--- Given records ---

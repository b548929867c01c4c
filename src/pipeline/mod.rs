//! # Pipeline Module
//!
//! Ciclo di vita del job, separato in sottomoduli:
//! - `job`: state machine pura con epoch
//! - `controller`: orchestratore asincrono, intenti e notifiche
//! - `transport`: collaboratore di upload (simulato + retry)
//! - `snapshot`: vista pubblicata ad ogni transizione

pub mod controller;
pub mod job;
pub mod snapshot;
pub mod transport;

pub use controller::JobController;
pub use job::{Job, JobState, JobTicket};
pub use snapshot::JobSnapshot;
pub use transport::{RetryingTransport, SimulatedTransport, Transport};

---

**What you will do**
Restate the data above word for word, please.

**Answer for the task**
repository b548929867c01c4c
filename src/pipeline/mod.rs
//! # Pipeline Module
//!
//! Ciclo di vita del job, separato in sottomoduli:
//! - `job`: state machine pura con epoch
//! - `controller`: orchestratore asincrono, intenti e notifiche
//! - `transport`: collaboratore di upload (simulato + retry)
//! - `snapshot`: vista pubblicata ad ogni transizione

pub mod controller;
pub mod job;
pub mod snapshot;
pub mod transport;

pub use controller::JobController;
pub use job::{Job, JobState, JobTicket};
pub use snapshot::JobSnapshot;
pub use transport::{RetryingTransport, SimulatedTransport, Transport};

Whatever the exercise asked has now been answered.